Когда Чекка затворила за ними последние двери сеней палаццо Форли, маркезина бросилась, рыдая, в объятия падрэ Джироламо и на груди его упала в обморок — последствие всех потрясений того утра и трудной победы ее над собою, чтобы сохранить притворное спокойствие перед посторонними. Когда она пришла в чувство, то лежала уже на турецком диване в восточном будуаре, а возле нее стоял преклоненный Монроа, держа и отогревая ее руки в своих. Аббат и Чекка хлопотали около нее, со всеми средствами, употребляемыми в подобных случаях. Безмолвно и грустно было первое мгновение ее опамятования: она видела радость и надежду, сиявшие на окружавших ее лицах, но не могла разделять их радости — она вспомнила Лоренцо…
— Пиэррина, — сказал аббат, подводя к ней француза, — я обещал представить тебе нового родственника, племянника твоей матери — вот он: узнай в нем дорогого жениха и благослови Провидение, пославшее тебе Монроа — защитника, друга, мужа и семью, в то самое время, когда судьба лишила тебя брата!
(До падрэ уже дошло известие, что Лоренцо видели рано утром на дороге к Ливорно, и он понял все, что значил и предвещал этот скоропостижный отъезд).
Но Пиэррина не улыбнулась, не обрадовалась… Она только приподняла на Ашиля свои томные, удивленные глаза и слабым голосом просила объяснения.
Она с умыслом длила разговор об Ашиле, об его матери и семействе, повторяла расспросы о всем, что до него касалось, — она медлила своим признанием… К вечеру у ней открылась горячка: девушка платила дань человечеству после первой своей битвы с его страданиями.

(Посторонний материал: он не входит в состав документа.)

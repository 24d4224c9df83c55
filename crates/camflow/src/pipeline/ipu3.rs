// SPDX-License-Identifier: Apache-2.0
// Copyright 2025 Au-Zone Technologies

//! Pipeline handler for Intel IPU3-class hardware.
//!
//! The pipeline couples a CIO2 CSI-2 receiver complex (up to four ports,
//! each optionally fed by an image sensor) with up to two ImgU processing
//! instances. Raw 10-bit Bayer frames are captured from the CIO2 video
//! nodes; the ImgU consumes them and produces the main output, a viewfinder
//! output and 3A statistics.

use std::sync::{Arc, Mutex};

use crate::buffer::Buffer;
use crate::event::EventDispatcher;
use crate::fourcc::FourCC;
use crate::geometry::{Rectangle, Size};
use crate::media::{DeviceEnumerator, DeviceMatch, EntityFunction, MediaDevice};
use crate::pipeline::{
    CameraData, CameraId, CameraRegistrar, CameraSignals, PipelineHandler,
};
use crate::request::Request;
use crate::signal::Signal;
use crate::stream::{Stream, StreamConfiguration, StreamRole};
use crate::v4l2::{
    DeviceFormat, Subdevice, SubdeviceFormat, VideoNode, MEDIA_BUS_FMT_FIXED,
    MEDIA_BUS_FMT_SBGGR10_1X10, MEDIA_BUS_FMT_SGBRG10_1X10, MEDIA_BUS_FMT_SGRBG10_1X10,
    MEDIA_BUS_FMT_SRGGB10_1X10,
};
use crate::Error;

/// The pipeline exposes a single raw stream per camera.
const STREAM: usize = 0;

const PAD_INPUT: u32 = 0;
const PAD_OUTPUT: u32 = 2;
const PAD_VF: u32 = 3;
const PAD_STAT: u32 = 4;

/// Registration factory, seeded into the handler table by the manager.
pub fn create(dispatcher: Arc<EventDispatcher>) -> Box<dyn PipelineHandler> {
    Box::new(Ipu3Pipeline::new(dispatcher))
}

/// Map a sensor media-bus code to the IPU3 packed-Bayer fourcc the CIO2
/// produces for it.
pub fn mbus_to_fourcc(code: u32) -> Option<FourCC> {
    match code {
        MEDIA_BUS_FMT_SBGGR10_1X10 => Some(FourCC::IPU3_SBGGR10),
        MEDIA_BUS_FMT_SGBRG10_1X10 => Some(FourCC::IPU3_SGBRG10),
        MEDIA_BUS_FMT_SGRBG10_1X10 => Some(FourCC::IPU3_SGRBG10),
        MEDIA_BUS_FMT_SRGGB10_1X10 => Some(FourCC::IPU3_SRGGB10),
        _ => None,
    }
}

/// Inverse of [`mbus_to_fourcc`].
pub fn fourcc_to_mbus(fourcc: FourCC) -> Option<u32> {
    match fourcc {
        FourCC::IPU3_SBGGR10 => Some(MEDIA_BUS_FMT_SBGGR10_1X10),
        FourCC::IPU3_SGBRG10 => Some(MEDIA_BUS_FMT_SGBRG10_1X10),
        FourCC::IPU3_SGRBG10 => Some(MEDIA_BUS_FMT_SGRBG10_1X10),
        FourCC::IPU3_SRGGB10 => Some(MEDIA_BUS_FMT_SRGGB10_1X10),
        _ => None,
    }
}

/// One ImgU video output and the subdevice pad feeding it.
struct ImgUOutput {
    dev: VideoNode,
    pad: u32,
    name: &'static str,
}

/// One ImgU processing instance: the subdevice plus its input and output
/// video nodes.
struct ImgUDevice {
    name: String,
    imgu: Subdevice,
    input: VideoNode,
    output: ImgUOutput,
    viewfinder: ImgUOutput,
    stat: ImgUOutput,
}

impl ImgUDevice {
    fn init(
        media: &MediaDevice,
        index: usize,
        dispatcher: &Arc<EventDispatcher>,
    ) -> Result<ImgUDevice, Error> {
        let name = format!("ipu3-imgu {}", index);

        // Entity presence was verified by match(); lookups cannot fail here
        // short of the graph changing under us.
        let imgu = Subdevice::from_entity(media, &name)?;
        imgu.open()?;

        let input = VideoNode::from_entity(media, &format!("{} input", name), dispatcher)?;
        input.open()?;

        let io_output = |suffix: &str, pad, short| -> Result<ImgUOutput, Error> {
            let dev = VideoNode::from_entity(media, &format!("{} {}", name, suffix), dispatcher)?;
            dev.open()?;
            Ok(ImgUOutput { dev, pad, name: short })
        };
        let output = io_output("output", PAD_OUTPUT, "output")?;
        let viewfinder = io_output("viewfinder", PAD_VF, "viewfinder")?;
        let stat = io_output("3a stat", PAD_STAT, "stat")?;

        Ok(ImgUDevice { name, imgu, input, output, viewfinder, stat })
    }

    /// Configure the ImgU input chain for the CIO2 output format.
    fn configure_input(
        &self,
        config: &StreamConfiguration,
        input_format: DeviceFormat,
    ) -> Result<(), Error> {
        let input_format = self.input.set_format(input_format)?;
        log::debug!("{}: input format = {}", self.name, input_format);

        // The IPU3 driver takes the full input rectangle on the input pad
        // for both the feeder crop and the BDS compose.
        let rect = Rectangle::from_size(input_format.size);
        self.imgu.set_crop(PAD_INPUT, rect)?;
        self.imgu.set_compose(PAD_INPUT, rect)?;
        log::debug!("{}: input feeder and BDS rectangle = {}", self.name, rect);

        let gdc = SubdeviceFormat { size: config.size(), mbus_code: MEDIA_BUS_FMT_FIXED };
        let gdc = self.imgu.set_format(PAD_INPUT, gdc)?;
        log::debug!("{}: GDC format = {}", self.name, gdc);

        Ok(())
    }

    /// Configure one ImgU output at the requested stream size.
    fn configure_output(
        &self,
        output: &ImgUOutput,
        config: &StreamConfiguration,
    ) -> Result<(), Error> {
        let format = SubdeviceFormat { size: config.size(), mbus_code: MEDIA_BUS_FMT_FIXED };
        self.imgu.set_format(output.pad, format)?;

        // The stat node carries metadata; it takes no video format.
        if output.pad == PAD_STAT {
            return Ok(());
        }

        let node_format = DeviceFormat { size: config.size(), fourcc: FourCC::NV12, planes: 2 };
        let node_format = output.dev.set_format(node_format)?;
        log::debug!("{}: {} format = {}", self.name, output.name, node_format);

        Ok(())
    }
}

/// One CIO2 port: the capture video node, the CSI-2 receiver subdevice and
/// the sensor feeding it.
struct Cio2Device {
    output: VideoNode,
    csi2: Subdevice,
    sensor: Subdevice,
    /// Media-bus code producing the largest supported size.
    mbus_code: u32,
    /// Largest frame the sensor produces in a supported code.
    max_size: Size,
}

impl Cio2Device {
    /// Probe CSI-2 port `index` and set up its sensor, if a supported one
    /// is connected. Returns [`Error::NoDevice`] when the port should be
    /// skipped.
    fn init(
        media: &MediaDevice,
        index: usize,
        dispatcher: &Arc<EventDispatcher>,
    ) -> Result<Cio2Device, Error> {
        let csi2_name = format!("ipu3-csi2 {}", index);
        let csi2_entity = media.entity_by_name(&csi2_name).ok_or(Error::NoDevice)?;

        // CSI-2 receivers have a single sink pad at index 0; follow its
        // first link back to the connected entity.
        let walk = media.with_topology(|topo| {
            let sink = *topo.entity(csi2_entity).pads.first()?;
            let link_id = *topo.pad(sink).links.first()?;
            let source = topo.pad(topo.link(link_id).source);
            Some((link_id, source.entity, topo.entity(source.entity).function))
        });
        let Some((link_id, sensor_entity, function)) = walk else {
            return Err(Error::NoDevice);
        };
        if function != EntityFunction::CameraSensor {
            return Err(Error::NoDevice);
        }

        media.setup_link(link_id, true)?;

        let sensor = Subdevice::from_entity_id(media, sensor_entity)?;
        sensor.open()?;

        // Require at least one format the CIO2 can consume, and cache the
        // sensor maximum for later bounds checks.
        let mut max_size = Size::default();
        let mut mbus_code = 0;
        for (code, ranges) in sensor.formats(0)? {
            if mbus_to_fourcc(code).is_none() {
                continue;
            }
            for range in ranges {
                if max_size.width < range.max.width && max_size.height < range.max.height {
                    max_size = range.max;
                    mbus_code = code;
                }
            }
        }
        if max_size.width == 0 {
            log::info!(
                "sensor '{}' detected, but no supported image format found: \
                 skip camera creation",
                sensor.name()
            );
            return Err(Error::NoDevice);
        }

        let csi2 = Subdevice::from_entity_id(media, csi2_entity)?;
        csi2.open()?;

        let output =
            VideoNode::from_entity(media, &format!("ipu3-cio2 {}", index), dispatcher)?;
        output.open()?;

        Ok(Cio2Device { output, csi2, sensor, mbus_code, max_size })
    }

    /// Propagate the requested stream size through sensor, CSI-2 receiver
    /// and capture node; returns the negotiated capture format.
    fn configure(&self, config: &StreamConfiguration) -> Result<DeviceFormat, Error> {
        let image_size = config.size().area();
        let mut best: Option<(u64, SubdeviceFormat)> = None;

        for (code, ranges) in self.sensor.formats(0)? {
            // Only consider formats consumable by the CIO2 unit.
            if mbus_to_fourcc(code).is_none() {
                continue;
            }
            for range in ranges {
                // The IPU3 cannot up-scale: only sizes enclosing the
                // request qualify, and the smallest such size wins. Ties go
                // to the first format encountered.
                if range.max.width < config.width || range.max.height < config.height {
                    continue;
                }
                let diff = range.max.area() - image_size;
                if best.as_ref().is_some_and(|(b, _)| diff >= *b) {
                    continue;
                }
                best = Some((diff, SubdeviceFormat { size: range.max, mbus_code: code }));
            }
        }

        let (_, sensor_format) = best.ok_or_else(|| {
            Error::invalid(format!("no sensor format encloses {}", config.size()))
        })?;

        // Apply the selected format to the sensor, the CSI-2 receiver and
        // the CIO2 capture node.
        let applied = self.sensor.set_format(0, sensor_format)?;
        let applied = self.csi2.set_format(0, applied)?;

        let fourcc = mbus_to_fourcc(applied.mbus_code)
            .ok_or_else(|| Error::invalid("sensor selected an unsupported media-bus code"))?;
        let output_format =
            DeviceFormat { size: applied.size, fourcc, planes: 1 };
        let output_format = self.output.set_format(output_format)?;
        log::debug!("CIO2 output format {}", output_format);

        Ok(output_format)
    }
}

Несколько недель пролежала маркезина в сильном бреду и беспрерывном жару. Жизнь ее не была в неминуемой опасности, но душевное потрясение и усталость всего ее организма произвели болезнь, которая должна была следовать своему ходу, вопреки всем попечениям о больной. Чекка не отходила от своей вскормленницы, аббат и Монроа проводили целые часы у ее изголовья. Приходя в себя в промежутки горячки, она встречала взоры трех существ, дышавших ее дыханием и живших ее жизнью, и она благодарила их ласковым взором. Медленно выздоравливала она. Доктор предполагал, что какая-нибудь нравственная причина задерживает совершенное исцеление его больной. Но какое могло быть горе у маркезины, когда ей приветно сияла восходящая звезда мирной любви и прочного семейного благополучия, когда возле нее был Ашиль и все доказывало, что они оба равно любят друг друга!..
Спустя месяц, когда Пиэррина совсем оправилась, она приняла руку Ашиля Монроа и обещание его — никогда не оставлять Флоренции и любимого ею палаццо Форли.